---------- Dataset entries

#[cfg(test)]
mod tests {
    use super::*;
    use std::collections::HashSet;
    use std::time::Duration;
    use futures_util::future::join_all;
    use crate::server::database::mock::MockStore;

    fn item(qty: i32, price: i64, total: i64) -> KotItemRequest {
        KotItemRequest {
            code: Some(format!("C{price}")),
            description: Some(format!("dish {price}")),
            quantity: Some(qty),
            unit_price: Some(Decimal::from(price)),
            line_total: Some(Decimal::from(total)),
            remarks: None,
        }
    }

    fn request(items: Vec<KotItemRequest>) -> SubmitKotRequest {
        SubmitKotRequest {
            menu_section: Some("Starters".to_string()),
            order_type: Some("Dine-In".to_string()),
            table_id: Some("T1".to_string()),
            items: Some(items),
            user_id: Some(7),
        }
    }

    fn coordinator(store: &MockStore) -> OrderCoordinator<MockStore> {
        OrderCoordinator::new(store.clone(), KotSettings::default())
    }

    #[tokio::test]
    async fn submit_writes_lines_and_summary() {
        let store = MockStore::with_counter(40);
        let kot_no = coordinator(&store)
            .submit(request(vec![item(2, 100, 200), item(1, 50, 50)]))
            .await
            .unwrap();
        assert_eq!(kot_no, 41);

        let state = store.state();
        assert_eq!(state.lines.len(), 2);
        assert!(state.lines.iter().all(|l| l.kot_no == 41 && l.user_id == 7 && l.table_id == "T1"));
        assert_eq!(state.lines[0].quantity, 2);
        assert_eq!(state.lines[1].quantity, 1);
        assert_eq!(state.summaries.len(), 1);
        assert_eq!(state.summaries[0].kot_no, 41);
        assert_eq!(state.summaries[0].gross_amount, Decimal::from(250));
        assert_eq!(state.summaries[0].nett_amount, Decimal::from(250));
        assert_eq!(state.counter, 41);
    }

    #[tokio::test]
    async fn sequential_submissions_increase() {
        let store = MockStore::default();
        let coordinator = coordinator(&store);
        let mut previous = 0;
        for _ in 0..5 {
            let kot_no = coordinator.submit(request(vec![item(1, 10, 10)])).await.unwrap();
            assert!(kot_no > previous);
            previous = kot_no;
        }
        assert_eq!(previous, 5);
    }

    #[tokio::test]
    async fn missing_amounts_default_to_zero() {
        let store = MockStore::default();
        let bare = KotItemRequest {
            code: Some("X".to_string()),
            ..KotItemRequest::default()
        };
        coordinator(&store).submit(request(vec![bare])).await.unwrap();
        let state = store.state();
        assert_eq!(state.lines[0].quantity, 0);
        assert_eq!(state.lines[0].line_total, Decimal::ZERO);
        assert_eq!(state.lines[0].description, "");
        assert_eq!(state.summaries[0].gross_amount, Decimal::ZERO);
    }

    #[tokio::test]
    async fn empty_items_open_no_transaction() {
        let store = MockStore::with_counter(41);
        let err = coordinator(&store).submit(request(vec![])).await.unwrap_err();
        assert!(matches!(err, KotError::Validation { .. }));

        let state = store.state();
        assert_eq!(state.begun, 0);
        assert_eq!(state.counter, 41);
        assert!(state.lines.is_empty() && state.summaries.is_empty());
    }

    #[tokio::test]
    async fn missing_fields_are_rejected_before_the_store() {
        let store = MockStore::default();
        let coordinator = coordinator(&store);
        let broken: [fn(&mut SubmitKotRequest); 8] = [
            |r| r.menu_section = None,
            |r| r.order_type = Some("  ".to_string()),
            |r| r.table_id = Some(String::new()),
            |r| r.items = None,
            |r| r.user_id = None,
            |r| r.user_id = Some(0),
            |r| r.items = Some(vec![item(-1, 10, 10)]),
            |r| r.items = Some(vec![item(1, -10, 10)]),
        ];
        for breaker in broken {
            let mut req = request(vec![item(1, 10, 10)]);
            breaker(&mut req);
            let err = coordinator.submit(req).await.unwrap_err();
            assert!(matches!(err, KotError::Validation { .. }), "unexpected {err:?}");
        }
        assert_eq!(store.state().begun, 0);
    }

    #[tokio::test]
    async fn failed_summary_rolls_back_the_lines() {
        let store = MockStore::with_counter(10);
        store.state().fail_summary = true;
        let err = coordinator(&store)
            .submit(request(vec![item(1, 10, 10), item(2, 5, 10)]))
            .await
            .unwrap_err();
        assert!(matches!(err, KotError::Store { source: StoreError::Query { .. } }));

        let state = store.state();
        assert_eq!(state.rollbacks, 1);
        assert!(state.lines.is_empty() && state.summaries.is_empty());
        assert_eq!(state.counter, 10);
    }

    #[tokio::test]
    async fn failed_line_rolls_back_everything() {
        let store = MockStore::default();
        store.state().fail_line_at = Some(1);
        assert!(coordinator(&store)
            .submit(request(vec![item(1, 10, 10), item(1, 20, 20), item(1, 30, 30)]))
            .await
            .is_err());
        let state = store.state();
        assert!(state.lines.is_empty() && state.summaries.is_empty());
        assert_eq!(state.commits, 0);
    }

    #[tokio::test]
    async fn unavailable_store_surfaces_as_store_failure() {
        let store = MockStore::default();
        store.state().unavailable = true;
        let err = coordinator(&store).submit(request(vec![item(1, 1, 1)])).await.unwrap_err();
        assert!(matches!(err, KotError::Store { source: StoreError::Unavailable { .. } }));
    }

    #[tokio::test]
    async fn concurrent_pair_gets_distinct_numbers() {
        let store = MockStore::with_counter(41);
        let coordinator = coordinator(&store);
        let (a, b) = tokio::join!(
            coordinator.submit(request(vec![item(1, 10, 10)])),
            coordinator.submit(request(vec![item(1, 20, 20)])),
        );
        let got: HashSet<_> = [a.unwrap(), b.unwrap()].into_iter().collect();
        assert_eq!(got, HashSet::from([42, 43]));
    }

    #[tokio::test]
    async fn many_concurrent_submissions_never_share_a_number() {
        const N: usize = 16;
        let store = MockStore::default();
        let coordinator = coordinator(&store);
        let results = join_all((0..N).map(|_| coordinator.submit(request(vec![item(1, 10, 10)])))).await;
        let numbers = results.into_iter().map(Result::unwrap).collect::<HashSet<_>>();
        assert_eq!(numbers.len(), N);

        let state = store.state();
        assert_eq!(state.summaries.len(), N);
        let committed = state.summaries.iter().map(|s| s.kot_no).collect::<HashSet<_>>();
        assert_eq!(committed, numbers);
    }

    #[tokio::test]
    async fn conflict_is_retried_with_a_new_transaction() {
        let store = MockStore::with_counter(5);
        store.state().conflicts = 1;
        let kot_no = coordinator(&store).submit(request(vec![item(1, 10, 10)])).await.unwrap();
        assert_eq!(kot_no, 6);
        let state = store.state();
        assert_eq!(state.begun, 2);
        assert_eq!(state.summaries.len(), 1);
    }

    #[tokio::test]
    async fn retries_are_bounded() {
        let store = MockStore::default();
        store.state().conflicts = 10;
        let err = coordinator(&store).submit(request(vec![item(1, 10, 10)])).await.unwrap_err();
        assert!(matches!(err, KotError::Store { source: StoreError::Conflict { .. } }));
        let state = store.state();
        assert_eq!(state.begun, KotSettings::default().max_submit_attempts as usize);
        assert!(state.lines.is_empty());
    }

    #[tokio::test]
    async fn timeout_leaves_no_partial_ticket() {
        let store = MockStore::default();
        store.state().stall = Some(Duration::from_millis(30));
        let settings = KotSettings {
            submit_timeout: Duration::from_millis(50),
            ..KotSettings::default()
        };
        let err = OrderCoordinator::new(store.clone(), settings)
            .submit(request(vec![item(1, 1, 1), item(1, 2, 2), item(1, 3, 3)]))
            .await
            .unwrap_err();
        assert!(matches!(err, KotError::Store { source: StoreError::Timeout }));
        let state = store.state();
        assert!(state.lines.is_empty() && state.summaries.is_empty());
        assert_eq!(state.counter, 0);
    }

    fn cents(total: &str) -> KotItemRequest {
        KotItemRequest {
            quantity: Some(1),
            line_total: Some(total.parse().unwrap()),
            ..KotItemRequest::default()
        }
    }

    #[tokio::test]
    async fn fractional_amounts_are_rounded_to_cents_before_summing() {
        let store = MockStore::default();
        coordinator(&store)
            .submit(request(vec![cents("0.005"), cents("0.005"), cents("12.344"), cents("0.1")]))
            .await
            .unwrap();

        let state = store.state();
        let stored = state.lines.iter().map(|l| l.line_total).collect::<Vec<_>>();
        assert_eq!(stored, ["0.01", "0.01", "12.34", "0.10"].map(|v| v.parse::<Decimal>().unwrap()));
        assert!(state.lines.iter().all(|l| l.line_total.scale() <= 2));
        let sum: Decimal = stored.iter().sum();
        assert_eq!(state.summaries[0].gross_amount, sum);
        assert_eq!(sum, "12.46".parse::<Decimal>().unwrap());
    }

    #[tokio::test]
    async fn amounts_beyond_the_columns_are_validation_errors() {
        let store = MockStore::default();
        let coordinator = coordinator(&store);

        let err = coordinator.submit(request(vec![cents("100000000")])).await.unwrap_err();
        assert!(matches!(err, KotError::Validation { .. }), "unexpected {err:?}");

        let mut pricey = cents("1");
        pricey.unit_price = Some("99999999.995".parse().unwrap());
        let err = coordinator.submit(request(vec![pricey])).await.unwrap_err();
        assert!(matches!(err, KotError::Validation { .. }), "unexpected {err:?}");

        let many = (0..101).map(|_| cents("99999999.99")).collect();
        let err = coordinator.submit(request(many)).await.unwrap_err();
        assert!(matches!(err, KotError::Validation { .. }), "unexpected {err:?}");

        assert_eq!(store.state().begun, 0);
        coordinator.submit(request(vec![cents("99999999.99")])).await.unwrap();
    }
}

--------------------

What lines of the data contain the string "OrderCoordinator"? List them.

Exercise response =>
    fn coordinator(store: &MockStore) -> OrderCoordinator<MockStore> {
        OrderCoordinator::new(store.clone(), KotSettings::default())
        let err = OrderCoordinator::new(store.clone(), settings)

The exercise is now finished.